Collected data

═══

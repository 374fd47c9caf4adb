//! Request handlers on top of the repository.
//!
//! [`IpService`] serves tenants: every call is scoped to the project named in
//! the request. [`AdminIpService`] lists across all projects.

use crate::api;
use crate::context::RequestContext;
use crate::error::{IpError, IpResult};
use crate::ip::query::IpQuery;
use crate::ip::repository::{Backends, IpRepository, RepositoryOptions};
use crate::ip::scope::Scope;

fn require_project(project: &str) -> IpResult<Scope> {
    if project.is_empty() {
        return Err(IpError::invalid("project must be given"));
    }
    Ok(Scope::project(project))
}

/// Tenant facing address operations
#[derive(Clone)]
pub struct IpService {
    backends: Backends,
    options: RepositoryOptions,
}

impl IpService {
    pub fn new(backends: Backends, options: RepositoryOptions) -> Self {
        Self { backends, options }
    }

    fn repository(&self, scope: Scope) -> IpRepository {
        IpRepository::new(self.backends.clone(), scope).with_options(self.options)
    }

    pub async fn get(&self, ctx: &RequestContext, req: &api::IpGetRequest) -> IpResult<api::Ip> {
        log::debug!("get ip {} in project {}", req.ip, req.project);
        let repo = self.repository(require_project(&req.project)?);
        let ip = repo.get(ctx, &req.ip).await?;
        Ok(api::to_external(&ip))
    }

    pub async fn create(
        &self,
        ctx: &RequestContext,
        req: &api::IpCreateRequest,
    ) -> IpResult<api::Ip> {
        log::debug!("create ip in network {} of project {}", req.network, req.project);
        let repo = self.repository(require_project(&req.project)?);
        let ip = repo.create(ctx, req).await?;
        Ok(api::to_external(&ip))
    }

    pub async fn update(
        &self,
        ctx: &RequestContext,
        req: &api::IpUpdateRequest,
    ) -> IpResult<api::Ip> {
        log::debug!("update ip {} in project {}", req.ip, req.project);
        let repo = self.repository(require_project(&req.project)?);
        let ip = repo.update(ctx, req).await?;
        Ok(api::to_external(&ip))
    }

    pub async fn delete(
        &self,
        ctx: &RequestContext,
        req: &api::IpDeleteRequest,
    ) -> IpResult<api::Ip> {
        log::debug!("delete ip {} in project {}", req.ip, req.project);
        let repo = self.repository(require_project(&req.project)?);
        let ip = repo.delete(ctx, &req.ip).await?;
        Ok(api::to_external(&ip))
    }

    /// Tenant listing. The request's project is mandatory and pins the scope.
    pub async fn list(
        &self,
        ctx: &RequestContext,
        req: &api::IpListRequest,
    ) -> IpResult<Vec<api::Ip>> {
        let project = req.project.as_deref().unwrap_or_default();
        log::debug!("list ips in project {project}");
        let repo = self.repository(require_project(project)?);
        let query = IpQuery::try_from(req)?;
        let ips = repo.list(ctx, query).await?;
        Ok(ips.iter().map(api::to_external).collect())
    }
}

/// Administrative address operations across projects
#[derive(Clone)]
pub struct AdminIpService {
    backends: Backends,
}

impl AdminIpService {
    pub fn new(backends: Backends) -> Self {
        Self { backends }
    }

    /// List addresses of any project. Machine bound addresses are still
    /// filtered out.
    pub async fn list(
        &self,
        ctx: &RequestContext,
        req: &api::IpListRequest,
    ) -> IpResult<Vec<api::Ip>> {
        log::debug!("admin list ips: {:?}", req);
        let repo = IpRepository::new(self.backends.clone(), Scope::Unscoped);
        let query = IpQuery::try_from(req)?;
        let ips = repo.list(ctx, query).await?;
        Ok(ips.iter().map(api::to_external).collect())
    }
}
//! Conversion between domain records and their wire representation.
//!
//! [`to_external`] is total and never fails. [`to_internal`] is its inverse
//! and rejects wire records that cannot describe a persisted address: an
//! unspecified type, a missing mandatory field, an unparsable address or an
//! address outside its parent prefix are all `InvalidArgument`. Identifiers,
//! addresses and prefixes must be in the canonical text form `to_external`
//! produces (e.g. `2001:db8::5`, not `2001:DB8::5`), so the two directions
//! are exact inverses.

use std::net::IpAddr;

use ipnet::IpNet;
use uuid::Uuid;

use crate::api;
use crate::error::{IpError, IpResult};
use crate::ip::query::IpQuery;
use crate::ip::types::{AddressFamily, AddressRecord, IpType};
use crate::tag::TagSet;

impl From<IpType> for api::IpType {
    fn from(t: IpType) -> Self {
        match t {
            IpType::Ephemeral => api::IpType::Ephemeral,
            IpType::Static => api::IpType::Static,
        }
    }
}

impl TryFrom<api::IpType> for IpType {
    type Error = IpError;

    fn try_from(t: api::IpType) -> Result<Self, Self::Error> {
        match t {
            api::IpType::Ephemeral => Ok(IpType::Ephemeral),
            api::IpType::Static => Ok(IpType::Static),
            api::IpType::Unspecified => Err(IpError::invalid("ip type cannot be unspecified")),
        }
    }
}

impl From<AddressFamily> for api::IpAddressFamily {
    fn from(af: AddressFamily) -> Self {
        match af {
            AddressFamily::V4 => api::IpAddressFamily::V4,
            AddressFamily::V6 => api::IpAddressFamily::V6,
        }
    }
}

impl TryFrom<api::IpAddressFamily> for AddressFamily {
    type Error = IpError;

    fn try_from(af: api::IpAddressFamily) -> Result<Self, Self::Error> {
        match af {
            api::IpAddressFamily::V4 => Ok(AddressFamily::V4),
            api::IpAddressFamily::V6 => Ok(AddressFamily::V6),
            api::IpAddressFamily::Unspecified => {
                Err(IpError::invalid("unsupported address family"))
            }
        }
    }
}

/// Render a record for callers
pub fn to_external(record: &AddressRecord) -> api::Ip {
    api::Ip {
        id: record.id.clone(),
        uuid: record.allocation_id.to_string(),
        ip: record.address.to_string(),
        parent_prefix: record.parent_prefix.to_string(),
        name: record.name.clone(),
        description: record.description.clone(),
        network: record.network_id.clone(),
        project: record.project_id.clone(),
        ip_type: record.ip_type.into(),
        tags: record.tags.to_strings(),
        created_at: Some(record.created_at),
        updated_at: Some(record.updated_at),
    }
}

fn required<'a>(value: &'a str, field: &str) -> IpResult<&'a str> {
    if value.is_empty() {
        return Err(IpError::invalid(format!("{field} must be set")));
    }
    Ok(value)
}

fn canonical<T: ToString>(field: &str, raw: &str, parsed: &T) -> IpResult<()> {
    let normalized = parsed.to_string();
    if normalized != raw {
        return Err(IpError::invalid(format!(
            "{field} {raw:?} is not in canonical form, expected {normalized:?}"
        )));
    }
    Ok(())
}

/// Rebuild a domain record from its wire form
pub fn to_internal(ip: &api::Ip) -> IpResult<AddressRecord> {
    let id = required(&ip.id, "id")?;
    let allocation_id = Uuid::parse_str(required(&ip.uuid, "uuid")?)
        .map_err(|e| IpError::invalid(format!("invalid uuid {:?}: {e}", ip.uuid)))?;
    let address: IpAddr = required(&ip.ip, "ip")?
        .parse()
        .map_err(|e| IpError::invalid(format!("invalid ip {:?}: {e}", ip.ip)))?;
    let parent_prefix: IpNet = required(&ip.parent_prefix, "parent_prefix")?
        .parse()
        .map_err(|e| {
            IpError::invalid(format!("invalid parent prefix {:?}: {e}", ip.parent_prefix))
        })?;
    canonical("uuid", &ip.uuid, &allocation_id)?;
    canonical("ip", &ip.ip, &address)?;
    canonical("parent prefix", &ip.parent_prefix, &parent_prefix)?;
    if !parent_prefix.contains(&address) {
        return Err(IpError::invalid(format!(
            "ip {address} is not contained in parent prefix {parent_prefix}"
        )));
    }
    let network_id = required(&ip.network, "network")?;
    let project_id = required(&ip.project, "project")?;
    let ip_type = IpType::try_from(ip.ip_type)?;
    let tags = TagSet::from_strings_strict(&ip.tags)
        .map_err(|key| IpError::invalid(format!("duplicate tag key {key:?}")))?;
    let created_at = ip
        .created_at
        .ok_or_else(|| IpError::invalid("created_at must be set"))?;
    let updated_at = ip
        .updated_at
        .ok_or_else(|| IpError::invalid("updated_at must be set"))?;

    Ok(AddressRecord {
        id: id.to_string(),
        allocation_id,
        address,
        parent_prefix,
        network_id: network_id.to_string(),
        project_id: project_id.to_string(),
        name: ip.name.clone(),
        description: ip.description.clone(),
        ip_type,
        tags,
        created_at,
        updated_at,
    })
}

impl TryFrom<&api::IpListRequest> for IpQuery {
    type Error = IpError;

    fn try_from(rq: &api::IpListRequest) -> Result<Self, Self::Error> {
        let address = rq
            .ip
            .as_deref()
            .map(|ip| {
                ip.parse::<IpAddr>()
                    .map_err(|e| IpError::invalid(format!("invalid ip {ip:?}: {e}")))
            })
            .transpose()?;
        let allocation_id = rq
            .uuid
            .as_deref()
            .map(|uuid| {
                Uuid::parse_str(uuid)
                    .map_err(|e| IpError::invalid(format!("invalid uuid {uuid:?}: {e}")))
            })
            .transpose()?;
        let parent_prefix = rq
            .parent_prefix
            .as_deref()
            .map(|prefix| {
                prefix
                    .parse::<IpNet>()
                    .map_err(|e| IpError::invalid(format!("invalid prefix {prefix:?}: {e}")))
            })
            .transpose()?;
        // unspecified means "no restriction" in a filter
        let ip_type = match rq.ip_type {
            None | Some(api::IpType::Unspecified) => None,
            Some(t) => Some(IpType::try_from(t)?),
        };
        let family = match rq.address_family {
            None | Some(api::IpAddressFamily::Unspecified) => None,
            Some(af) => Some(AddressFamily::try_from(af)?),
        };

        Ok(IpQuery {
            address,
            network_id: rq.network.clone(),
            project_id: rq.project.clone(),
            name: rq.name.clone(),
            allocation_id,
            machine_id: rq.machine_id.clone(),
            parent_prefix,
            tags: TagSet::from_strings(&rq.tags),
            ip_type,
            family,
        })
    }
}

═══

EXERCISE: Your task is to copy every line of the entries that contains the string "description".

RESULT OF THE EXERCISE:
        description: record.description.clone(),
        description: ip.description.clone(),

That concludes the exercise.